If it were easy for people to redefine their identity to what they thought it should be, more people in this world would realign with what they really wanted out of life. The challenge required to realign one’s life is what separates the good from the great. To create a new identity for ourselves requires new habits, new experiences and releasing the past.
We are usually able to jump into something new, to try it out, or see what it’s like, but the difficulty comes from releasing past habits that bring our ego comfort. What’s known by the human organism is wedged into our identity like a frequented trail. We literally create new pathways in our brain when we do new things. Think of how people feel at a crossroads with a path that looks well traveled versus one that looks relatively new. Without information about either trail, people are more likely to choose the one that is better traveled because the number of people that went down the path in the past seems to indicate that it’s the better of the two.

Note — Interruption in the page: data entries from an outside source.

//! Cadence CLI - command-line front end for the cadence audio engine.

mod commands;

use clap::{Parser, Subcommand};
use tracing_subscriber::EnvFilter;

#[derive(Parser)]
#[command(name = "cadence")]
#[command(author, version, about = "Cadence audio engine CLI", long_about = None)]
struct Cli {
    #[command(subcommand)]
    command: Commands,
}

#[derive(Subcommand)]
enum Commands {
    /// Render notes through a synth chain to a WAV file or a live device
    Render(commands::render::RenderArgs),

    /// Render a step pattern through the sequencer to a WAV file
    Sequence(commands::sequence::SequenceArgs),

    /// List audio output devices
    Devices(commands::devices::DevicesArgs),

    /// Show the effective engine configuration
    Info(commands::info::InfoArgs),

    /// Decode a standard MIDI file and print its events
    MidiDump(commands::midi_dump::MidiDumpArgs),
}

fn main() -> anyhow::Result<()> {
    tracing_subscriber::fmt()
        .with_env_filter(EnvFilter::try_from_default_env().unwrap_or_else(|_| "info".into()))
        .with_writer(std::io::stderr)
        .init();
    tracing_log::LogTracer::init().ok();

    let cli = Cli::parse();

    match cli.command {
        Commands::Render(args) => commands::render::run(args),
        Commands::Sequence(args) => commands::sequence::run(args),
        Commands::Devices(args) => commands::devices::run(args),
        Commands::Info(args) => commands::info::run(args),
        Commands::MidiDump(args) => commands::midi_dump::run(args),
    }
}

However, this is hardly the case! The percentage of Americans that are obese is roughly forty percent versus a staggering twelve percent of Americans that can be considered metabolically healthy. The better travelled path is obesity, but does that make it the better choice? How often is it a better decision to walk the same path as the majority? If it requires discipline to achieve what we want, and that is a difficult investment to make, then will the majority of people choose discipline over comfort?
In general, we need a shift in our society’s ideals and reward system, but that always begins with changing our own minds. The collective is a reflection of the aggregation of the people. It’s a larger organism in which we are the pieces, the cells. Communities can be likened to tissue, and states or countries to organs. Together we are the body, the organism that is the world.